作为国内首批开辟开发安全业务的厂商，默安科技多年来深耕左移开发安全领域，具备业内领先的完整DevSecOps方案和丰富的落地经验积累。在经过谨慎的市场调研与产品选型后，该企业最终选择携手默安科技，共同建设开发安全流程体系。默安科技通过实际调研交流，针对该企业开发安全管控流程复杂低效的现状，打造了一套集工具化、平台化、自动化为一体的开发安全解决方案，协助该企业完善开发过程中的流程与规范，全面护航企业数字化转型之路。

该企业通过引入“工具+平台+服务”，即默安科技雳鉴STAC威胁建模分析系统、雳鉴IAST交互式应用安全检测系统、雳鉴SCA软件成分分析系统、雳鉴DSMP研发安全管理平台，将漏洞检测前置，从需求设计阶段就赋能开发者，降低安全开发门槛，全程自动化、方便、快捷，可以自助检测，精准、高效发现安全漏洞，帮助开发人员快速定位安全问题所在并进行修复，真正为企业做到降本增效。软件开发安全的工具化、平台化、自动化，也为该企业带来“使用无门槛、软件成分清、问题快定位、漏洞早发现”等多项业务价值，让软件“安全出生、健康成长”，助力该企业实现安全不掉线，业务稳向前。

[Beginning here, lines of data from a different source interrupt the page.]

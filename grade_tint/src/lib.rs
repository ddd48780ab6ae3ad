//! Gradient reconstruction and direction disambiguation for elevation
//! profiles drawn by a host chart.
//!
//! The core (`profile`, `screen`, `direction`, `segments`) is a set of pure
//! functions over immutable inputs. `cache`, `payload`, `schedule` and
//! `color` are the orchestrator-side pieces that feed it and consume it.

pub mod cache;
pub mod color;
pub mod direction;
pub mod payload;
pub mod profile;
pub mod schedule;
pub mod screen;
pub mod segments;

use std::fmt;

use serde::{Deserialize, Serialize};
use sha2::{Digest, Sha256};
use thiserror::Error;
use tracing::debug;

pub use cache::RouteCache;
pub use color::{ColorScale, Palette, Rgb};
pub use direction::{assess, decide, Assessment};
pub use payload::{decode_payload, decode_value};
pub use profile::{elevation_at, gradient_at};
pub use schedule::{Debouncer, TriggerState};
pub use screen::{filter_baseline, vertical_span, y_at, VerticalSpan};
pub use segments::build_segments;

#[derive(Error, Debug)]
pub enum GradeError {
    #[error("failed to decode route payload: {0}")]
    Decode(String),
    #[error("invalid parameter: {0}")]
    InvalidParameter(String),
    #[error("route {0} is not loaded")]
    MissingRoute(String),
}

/// One sample of the authoritative route profile.
#[derive(Clone, Copy, Debug, Serialize, Deserialize, PartialEq)]
pub struct RoutePoint {
    pub distance: f64,
    pub elevation: f64,
}

/// Route profile sorted ascending by distance.
///
/// A series built with [`ElevationSeries::coarse`] carries no points, only
/// the elevation extremes; see [`ElevationSeries::is_full_resolution`].
#[derive(Clone, Debug, PartialEq)]
pub struct ElevationSeries {
    pub total_distance: f64,
    pub points: Vec<RoutePoint>,
    pub min_elevation: f64,
    pub max_elevation: f64,
}

impl ElevationSeries {
    pub fn full(total_distance: f64, points: Vec<RoutePoint>) -> Self {
        let (min_elevation, max_elevation) = if points.is_empty() {
            (0.0, 0.0)
        } else {
            points.iter().fold((f64::INFINITY, f64::NEG_INFINITY), |(lo, hi), p| {
                (lo.min(p.elevation), hi.max(p.elevation))
            })
        };
        Self {
            total_distance,
            points,
            min_elevation,
            max_elevation,
        }
    }

    pub fn coarse(total_distance: f64, min_elevation: f64, max_elevation: f64) -> Self {
        Self {
            total_distance,
            points: Vec::new(),
            min_elevation: min_elevation.min(max_elevation),
            max_elevation: max_elevation.max(min_elevation),
        }
    }

    /// Same route reduced to its extremes.
    pub fn to_coarse(&self) -> Self {
        Self::coarse(self.total_distance, self.min_elevation, self.max_elevation)
    }

    /// At least two samples at distinct distances, enough to interpolate.
    pub fn is_full_resolution(&self) -> bool {
        self.points.len() >= 2
            && self
                .points
                .windows(2)
                .any(|w| w[1].distance > w[0].distance)
    }

    pub fn elevation_range(&self) -> f64 {
        (self.max_elevation - self.min_elevation).max(0.0)
    }
}

/// Point of the rendered curve in normalized chart space (smaller `y` is higher).
#[derive(Clone, Copy, Debug, Serialize, Deserialize, PartialEq)]
pub struct ScreenPoint {
    pub x: f64,
    pub y: f64,
}

#[derive(Clone, Copy, Debug, Default, Serialize, Deserialize, PartialEq, Eq, Hash)]
#[serde(rename_all = "lowercase")]
pub enum Direction {
    #[default]
    Forward,
    Reverse,
}

impl Direction {
    /// Route distance shown at normalized horizontal position `x`.
    pub fn route_distance(self, x: f64, total_distance: f64) -> f64 {
        match self {
            Direction::Forward => x * total_distance,
            Direction::Reverse => (1.0 - x) * total_distance,
        }
    }

    /// Re-signs a gradient measured along the route for travel across the screen.
    pub fn orient(self, gradient_percent: f64) -> f64 {
        match self {
            Direction::Forward => gradient_percent,
            Direction::Reverse => -gradient_percent,
        }
    }
}

impl fmt::Display for Direction {
    fn fmt(&self, f: &mut fmt::Formatter<'_>) -> fmt::Result {
        match self {
            Direction::Forward => f.write_str("forward"),
            Direction::Reverse => f.write_str("reverse"),
        }
    }
}

#[derive(Clone, Copy, Debug, Serialize, Deserialize, PartialEq)]
pub struct GradientSample {
    pub center_position: f64,
    pub gradient_percent: f64,
}

#[derive(Clone, Debug, Serialize, Deserialize, PartialEq)]
#[serde(default)]
pub struct Params {
    /// Half-width of the distance window used for route gradients (meters).
    pub window_m: f64,
    pub direction_samples: usize,
    pub discriminating_samples: usize,
    /// Largest forward/reverse elevation gap (meters) still treated as symmetric.
    pub symmetry_threshold_m: f64,
    pub baseline_y: f64,
    /// Smallest `y` increment the host chart can represent.
    pub quantization_step: f64,
    /// Gradient error (percentage points) one quantization step may cause.
    pub max_quantization_error_pct: f64,
}

impl Default for Params {
    fn default() -> Self {
        Self {
            window_m: profile::DEFAULT_WINDOW_M,
            direction_samples: 100,
            discriminating_samples: 5,
            symmetry_threshold_m: 1.0,
            baseline_y: 1.0,
            quantization_step: 0.001,
            max_quantization_error_pct: 1.0,
        }
    }
}

impl Params {
    pub fn validate(&self) -> Result<(), GradeError> {
        let positive = [
            ("window_m", self.window_m),
            ("quantization_step", self.quantization_step),
            ("max_quantization_error_pct", self.max_quantization_error_pct),
        ];
        for (name, value) in positive {
            if !value.is_finite() || value <= 0.0 {
                return Err(GradeError::InvalidParameter(format!(
                    "{name} must be a positive number, got {value}"
                )));
            }
        }
        if !self.symmetry_threshold_m.is_finite() || self.symmetry_threshold_m < 0.0 {
            return Err(GradeError::InvalidParameter(format!(
                "symmetry_threshold_m must be non-negative, got {}",
                self.symmetry_threshold_m
            )));
        }
        if !self.baseline_y.is_finite() {
            return Err(GradeError::InvalidParameter("baseline_y must be finite".into()));
        }
        if self.direction_samples < 2 {
            return Err(GradeError::InvalidParameter(
                "direction_samples must be at least 2".into(),
            ));
        }
        if self.discriminating_samples == 0 {
            return Err(GradeError::InvalidParameter(
                "discriminating_samples must be at least 1".into(),
            ));
        }
        Ok(())
    }
}

/// Result of running the pipeline over one rendered curve.
#[derive(Clone, Debug, Default, PartialEq)]
pub struct CurveGradients {
    /// `None` when the coarse fallback ran and no direction applies.
    pub direction: Option<Direction>,
    pub samples: Vec<GradientSample>,
}

/// Runs the whole pipeline for one curve.
///
/// Missing input yields an empty result rather than an error, so callers can
/// retry once the host has drawn the curve or the route data has arrived.
/// `direction` overrides the disambiguator when set.
pub fn process_curve(
    screen: &[ScreenPoint],
    series: Option<&ElevationSeries>,
    direction: Option<Direction>,
    params: &Params,
) -> CurveGradients {
    let Some(series) = series else {
        debug!("no route data yet; nothing to draw");
        return CurveGradients::default();
    };
    let curve = screen::filter_baseline(screen, params.baseline_y);
    if curve.len() < 2 {
        debug!(points = curve.len(), "curve too short after baseline filtering");
        return CurveGradients::default();
    }

    if series.is_full_resolution() {
        let direction = direction.unwrap_or_else(|| decide(&curve, series, params));
        let samples = segments::build_segments(&curve, Some(series), Some(direction), params);
        CurveGradients {
            direction: Some(direction),
            samples,
        }
    } else {
        CurveGradients {
            direction: None,
            samples: segments::build_segments(&curve, Some(series), None, params),
        }
    }
}

/// SHA-256 over the exact bit patterns of `samples`, hex encoded.
pub fn fingerprint(samples: &[GradientSample]) -> String {
    let mut hasher = Sha256::new();
    for sample in samples {
        hasher.update(sample.center_position.to_bits().to_le_bytes());
        hasher.update(sample.gradient_percent.to_bits().to_le_bytes());
    }
    let digest = hasher.finalize();
    let mut out = String::with_capacity(digest.len() * 2);
    for b in digest {
        use std::fmt::Write;
        let _ = write!(&mut out, "{:02x}", b);
    }
    out
}
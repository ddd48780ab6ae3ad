//! Decoding route payloads into an [`ElevationSeries`].
//!
//! Two shapes are accepted:
//!
//! - nested arrays: `[total, [[distance, elevation], ...]]` for a full
//!   profile or `[total, min_elevation, max_elevation]` for a coarse one;
//! - objects: `{"total_distance", "points": [[d, e], ...]}` or
//!   `{"total_distance", "min_elevation", "max_elevation"}`.

use serde::Deserialize;
use serde_json::Value as JsonValue;
use tracing::warn;

use crate::{ElevationSeries, GradeError, RoutePoint};

#[derive(Debug, Deserialize)]
#[serde(untagged)]
enum ObjectPayload {
    Full {
        total_distance: f64,
        points: Vec<(f64, f64)>,
    },
    Coarse {
        total_distance: f64,
        min_elevation: f64,
        max_elevation: f64,
    },
}

pub fn decode_payload(text: &str) -> Result<ElevationSeries, GradeError> {
    let value: JsonValue =
        serde_json::from_str(text).map_err(|e| GradeError::Decode(e.to_string()))?;
    decode_value(&value)
}

pub fn decode_value(value: &JsonValue) -> Result<ElevationSeries, GradeError> {
    match value {
        JsonValue::Array(items) => decode_nested(items),
        JsonValue::Object(_) => {
            let payload = ObjectPayload::deserialize(value)
                .map_err(|e| GradeError::Decode(format!("unrecognized route object: {e}")))?;
            match payload {
                ObjectPayload::Full {
                    total_distance,
                    points,
                } => full_series(total_distance, points),
                ObjectPayload::Coarse {
                    total_distance,
                    min_elevation,
                    max_elevation,
                } => coarse_series(total_distance, min_elevation, max_elevation),
            }
        }
        other => Err(GradeError::Decode(format!(
            "expected an array or object, found {}",
            kind(other)
        ))),
    }
}

fn decode_nested(items: &[JsonValue]) -> Result<ElevationSeries, GradeError> {
    match items {
        [total, JsonValue::Array(rows)] => {
            let total = number(total, "total distance")?;
            let mut points = Vec::with_capacity(rows.len());
            for (i, row) in rows.iter().enumerate() {
                match row.as_array().map(Vec::as_slice) {
                    Some([d, e, ..]) => points.push((
                        number(d, &format!("distance of point {i}"))?,
                        number(e, &format!("elevation of point {i}"))?,
                    )),
                    _ => {
                        return Err(GradeError::Decode(format!(
                            "point {i} is not a [distance, elevation] pair"
                        )))
                    }
                }
            }
            full_series(total, points)
        }
        [total, min, max] => coarse_series(
            number(total, "total distance")?,
            number(min, "minimum elevation")?,
            number(max, "maximum elevation")?,
        ),
        _ => Err(GradeError::Decode(format!(
            "expected [total, points] or [total, min, max], found {} items",
            items.len()
        ))),
    }
}

fn full_series(total_distance: f64, raw: Vec<(f64, f64)>) -> Result<ElevationSeries, GradeError> {
    check_total(total_distance)?;
    let mut points = Vec::with_capacity(raw.len());
    for (i, (distance, elevation)) in raw.into_iter().enumerate() {
        if !distance.is_finite() || distance < 0.0 || !elevation.is_finite() {
            return Err(GradeError::Decode(format!(
                "point {i} is out of range: ({distance}, {elevation})"
            )));
        }
        points.push(RoutePoint {
            distance,
            elevation,
        });
    }
    if points.windows(2).any(|w| w[1].distance < w[0].distance) {
        warn!("route points out of distance order; sorting");
        points.sort_by(|a, b| a.distance.total_cmp(&b.distance));
    }
    let mut total = total_distance;
    if let Some(last) = points.last() {
        if last.distance > total {
            warn!(
                total_distance,
                last_distance = last.distance,
                "total distance shorter than route; extending"
            );
            total = last.distance;
        }
    }
    Ok(ElevationSeries::full(total, points))
}

fn coarse_series(total: f64, min: f64, max: f64) -> Result<ElevationSeries, GradeError> {
    check_total(total)?;
    if !min.is_finite() || !max.is_finite() {
        return Err(GradeError::Decode("elevation extremes must be finite".into()));
    }
    Ok(ElevationSeries::coarse(total, min, max))
}

fn check_total(total: f64) -> Result<(), GradeError> {
    if !total.is_finite() || total < 0.0 {
        return Err(GradeError::Decode(format!("invalid total distance {total}")));
    }
    Ok(())
}

fn number(value: &JsonValue, what: &str) -> Result<f64, GradeError> {
    value
        .as_f64()
        .ok_or_else(|| GradeError::Decode(format!("{what} must be a number, found {}", kind(value))))
}

fn kind(value: &JsonValue) -> &'static str {
    match value {
        JsonValue::Null => "null",
        JsonValue::Bool(_) => "a boolean",
        JsonValue::Number(_) => "a number",
        JsonValue::String(_) => "a string",
        JsonValue::Array(_) => "an array",
        JsonValue::Object(_) => "an object",
    }
}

目前，默安科技开发安全的专业化工具、平台及服务已经在金融、运营商、能源、政府、制造、交通、教育、医疗、IT，以及互联网等众多行业成功应用。未来，默安科技将不断强化产品技术创新与实践经验积累，帮助广大客户构筑并完善开发安全全流程体系，从源头管控软件安全风险，为数字化转型发展筑牢安全底座。